俺たちが今立っているのは、ほんとうにどこにでもある踏切の前だ。踏切を突っ切る道と線路沿いに走る道が、踏切前で交差するそんな場所。
なんでも、この踏切と線路沿いの道路の双方で相次いで大小様々な事故が発生し、しかも事故にあった遺体やはね飛ばされた物が必ずある地点に落ちるんだと。怖すぎないか、それ。
……と考えていた時、ごく自然に視線があるポイントに吸い寄せられた。
うわ。
なんか見た目エゲツないのいるわ。
黒髪の、化け物。バサバサの黒い髪がうじゃうじゃと蠢いて、そのきみ悪い塊から細い木の根っこみたいに茶色い干からびたみたいな腕だけが何本も何本も飛び出している。そしてその腕は何かを探すように絶えず空を彷徨っていた。
この黒く淀み切った気配、完全なる悪霊だ。
じっくりと見ていたせいか向こうもこちらに気付いたらしく、黒髪の塊から、鈍い光を放つ目がギョロリとこちらを睨んだ。
「フーーーーーッ」
さくらが全身の毛を逆立てて、四肢を踏ん張って威嚇している。
可愛いけど、フーーーーーッて……猫か。
ウメさんに師事してから、時々動きが猫っぽくなってて、影響受けまくりなのが面白いんだけど。
「よし、やるか」
この世の霊には幾つも段階があるらしく、まだ生前の姿や思いを宿す霊ならまずは彼らの要望や願いを叶えたり説得したりすることで成仏を目指す。
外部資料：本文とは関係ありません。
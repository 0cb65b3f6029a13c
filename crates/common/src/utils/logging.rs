use std::io;
use tracing_subscriber::{fmt, EnvFilter};

/// Initialize tracing subscriber with sensible defaults and stdout writer.
/// - Respects `RUST_LOG` if set
/// - Falls back to `info,tower_http=info,axum=info`
/// - Writes to stdout to improve visibility in environments that hide stderr
pub fn init_logging_default() {
    let env_filter = EnvFilter::try_from_default_env()
        .unwrap_or_else(|_| EnvFilter::new("info,tower_http=info,axum=info"));
    let _ = fmt()
        .with_env_filter(env_filter)
        .with_target(false)
        .compact()
        .with_writer(io::stdout)
        .try_init();
}

/// Initialize tracing subscriber with JSON structured output.
/// Defaults to `info` with debug output for the SOS service layer.
pub fn init_logging_json() {
    // 可通过 RUST_LOG 覆盖，例如 RUST_LOG=info,service=trace
    let env_filter = EnvFilter::try_from_default_env()
        .unwrap_or_else(|_| EnvFilter::new("info,service=debug"));
    let _ = fmt()
        .with_env_filter(env_filter)
        .with_target(false)
        .json()
        .with_writer(io::stdout)
        .try_init();
}

/// Pick the subscriber from `LOG_FORMAT` (`json` or anything else for compact).
pub fn init_logging_from_env() {
    match std::env::var("LOG_FORMAT").as_deref() {
        Ok("json") => init_logging_json(),
        _ => init_logging_default(),
    }
}
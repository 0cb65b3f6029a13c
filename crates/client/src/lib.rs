//! Client-side access to SOS requests.
//!
//! `SosApi` is the single interface used by the submission form and the
//! responder view. `select_api` decides once, from configuration, whether it
//! talks to the remote HTTP service or to a local file-backed store.

pub mod api;
pub mod error;
pub mod local;
pub mod poller;
pub mod remote;
pub mod select;

pub use api::{Backend, SosApi};
pub use error::ClientError;
pub use local::LocalSosApi;
pub use poller::{ListingPoller, Snapshot};
pub use remote::RemoteSosApi;
pub use select::select_api;
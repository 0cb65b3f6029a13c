//! Responder view: polls the open SOS requests and logs them nearest to the
//! map centre first, with type, distance and coordinates.
//!
//! Usage: `responder [type]` where `type` is an emergency type or `all`.

use std::sync::Arc;
use std::time::Duration;

use client::{select_api, ListingPoller, Snapshot};
use dotenvy::dotenv;
use models::geo::{distance_km, format_coordinates, FALLBACK_LOCATION};
use models::{ListQuery, SosRecord, TypeFilter};
use tracing::{error, info, warn};

/// Records paired with their distance from the map centre, nearest first.
fn by_distance(records: &[SosRecord]) -> Vec<(f64, &SosRecord)> {
    let mut ranked: Vec<(f64, &SosRecord)> = records
        .iter()
        .map(|r| (distance_km(&FALLBACK_LOCATION, &r.location), r))
        .collect();
    ranked.sort_by(|a, b| a.0.total_cmp(&b.0));
    ranked
}

fn report(snapshot: &Snapshot) {
    info!(
        service = "responder",
        event = "listing",
        generation = snapshot.generation,
        count = snapshot.records.len(),
        "open SOS requests"
    );
    for (km, rec) in by_distance(&snapshot.records) {
        let meta = rec.kind.info();
        info!(
            id = %rec.id,
            kind = meta.label,
            icon = meta.icon,
            distance_km = %format!("{km:.1}"),
            at = %format_coordinates(&rec.location),
            notes = %rec.notes,
            "{} {}",
            meta.icon,
            meta.label
        );
    }
}

#[tokio::main]
async fn main() -> anyhow::Result<()> {
    dotenv().ok();
    common::utils::logging::init_logging_from_env();

    let cfg = configs::AppConfig::load_and_validate()?;
    let query = match std::env::args().nth(1) {
        Some(kind) => ListQuery { kind: Some(kind), status: None },
        None => ListQuery::default(),
    };
    if query.type_filter() == TypeFilter::Unknown {
        warn!(
            service = "responder",
            event = "unknown_type",
            filter = ?query.kind,
            "filter names no known type; listing will be empty"
        );
    }

    let api = select_api(&cfg.client).await?;
    info!(
        service = "responder",
        event = "start",
        backend = ?api.backend(),
        every_secs = cfg.client.poll_interval_secs,
        "responder polling"
    );

    let every = Duration::from_secs(cfg.client.poll_interval_secs);
    let poller = ListingPoller::spawn(Arc::clone(&api), query, every);
    let mut updates = poller.subscribe();

    loop {
        tokio::select! {
            changed = updates.changed() => {
                if changed.is_err() {
                    error!(service = "responder", event = "poller_stopped", "listing poller exited");
                    break;
                }
                report(&poller.snapshot());
            }
            _ = tokio::signal::ctrl_c() => {
                info!(service = "responder", event = "stop", "received Ctrl+C, stopping");
                break;
            }
        }
    }
    poller.stop();
    Ok(())
}
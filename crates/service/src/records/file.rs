use std::{path::PathBuf, sync::Arc};

use async_trait::async_trait;
use models::{sos, SosRecord, SosStatus, TypeFilter};
use tracing::debug;

use super::{apply_status, RecordFilter, RecordStore};
use crate::errors::ServiceError;
use crate::storage::json_map_store::JsonMapStore;

/// Embedded record store persisted as a JSON file keyed by record id.
///
/// Used by the server when no table store is configured and by the client's
/// local fallback.
pub struct FileRecordStore {
    store: Arc<JsonMapStore<String, SosRecord>>,
}

impl FileRecordStore {
    /// Open (or create) the store file.
    pub async fn open<P: Into<PathBuf>>(path: P) -> Result<Arc<Self>, ServiceError> {
        let store = JsonMapStore::<String, SosRecord>::new(path).await?;
        Ok(Arc::new(Self { store }))
    }

    /// Number of stored records, expired ones included.
    pub async fn raw_len(&self) -> usize {
        self.store.len().await
    }
}

#[async_trait]
impl RecordStore for FileRecordStore {
    async fn put(&self, record: SosRecord) -> Result<(), ServiceError> {
        self.store.insert(record.id.clone(), record).await
    }

    async fn get(&self, id: &str) -> Result<Option<SosRecord>, ServiceError> {
        let now = sos::now_secs();
        Ok(self
            .store
            .get(&id.to_string())
            .await
            .filter(|r| !r.is_expired(now)))
    }

    async fn update_status(
        &self,
        id: &str,
        status: SosStatus,
    ) -> Result<(SosRecord, bool), ServiceError> {
        let now = sos::now_secs();
        let now_ms = sos::now_millis();
        self.store
            .update_map(|map| {
                let rec = map
                    .get_mut(id)
                    .filter(|r| !r.is_expired(now))
                    .ok_or_else(|| ServiceError::not_found("SOS submission"))?;
                let changed = apply_status(rec, status, now_ms)?;
                Ok((rec.clone(), changed))
            })
            .await
    }

    async fn list(&self, filter: &RecordFilter) -> Result<Vec<SosRecord>, ServiceError> {
        if filter.kind == TypeFilter::Unknown {
            return Ok(Vec::new());
        }
        let now = sos::now_secs();
        Ok(self
            .store
            .values()
            .await
            .into_iter()
            .filter(|r| !r.is_expired(now) && filter.matches(r))
            .collect())
    }

    async fn delete(&self, id: &str) -> Result<(), ServiceError> {
        let now = sos::now_secs();
        self.store
            .update_map(|map| {
                let live = map.get(id).is_some_and(|r| !r.is_expired(now));
                if !live {
                    return Err(ServiceError::not_found("SOS submission"));
                }
                map.remove(id);
                Ok(())
            })
            .await
    }

    async fn purge_expired(&self, now_secs: i64) -> Result<usize, ServiceError> {
        let removed = self
            .store
            .update_map(|map| {
                let before = map.len();
                map.retain(|_, r| !r.is_expired(now_secs));
                Ok(before - map.len())
            })
            .await?;
        debug!(removed, "file store purge");
        Ok(removed)
    }
}
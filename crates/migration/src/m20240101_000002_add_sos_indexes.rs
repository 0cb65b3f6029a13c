//! Secondary indexes for the expiry sweep and status-filtered scans.
use sea_orm_migration::prelude::*;

#[derive(DeriveMigrationName)]
pub struct Migration;

#[async_trait::async_trait]
impl MigrationTrait for Migration {
    async fn up(&self, manager: &SchemaManager) -> Result<(), DbErr> {
        manager
            .create_index(
                Index::create()
                    .name("idx_sos_request_ttl")
                    .table(SosRequest::Table)
                    .col(SosRequest::Ttl)
                    .if_not_exists()
                    .to_owned(),
            )
            .await?;

        manager
            .create_index(
                Index::create()
                    .name("idx_sos_request_status_type")
                    .table(SosRequest::Table)
                    .col(SosRequest::Status)
                    .col(SosRequest::Type)
                    .if_not_exists()
                    .to_owned(),
            )
            .await
    }

    async fn down(&self, manager: &SchemaManager) -> Result<(), DbErr> {
        manager
            .drop_index(Index::drop().name("idx_sos_request_status_type").table(SosRequest::Table).to_owned())
            .await?;
        manager
            .drop_index(Index::drop().name("idx_sos_request_ttl").table(SosRequest::Table).to_owned())
            .await
    }
}

#[derive(DeriveIden)]
enum SosRequest {
    Table,
    Type,
    Status,
    Ttl,
}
それが長く現世にとどまるうちに、ごく一部の霊は悪霊への階段を登り始める。この踏切の悪霊は、そうした霊のひとつなんだろう。もはや周囲の澱んだ気を取り込んで大きく成長した悪霊は、自ら獲物を呼び込むほどまでに成長してしまった。
こうなってしまうと、浄化するレベルじゃない。
今必要なのは、力任せに退治することだけだ。
「雅人、あんたはまだ手を出すんじゃないよ、まずはさくらの力試しだ」
ええ!?
俺の出番なし!?
がっかりする暇もなく、ウメさんの言葉と同時にさくらの小さな体が弾丸みたいに飛んで行った。
黒髪の化け物の手前で大きく跳躍したさくらは、空をうろつく枯れ枝のような腕のひとつに噛み付いた。
凄まじい声を上げながら、それでも無数の腕がさくらを捉えようと激しく蠢めく。悪霊は、まだまださほどのダメージを受けていないようだった。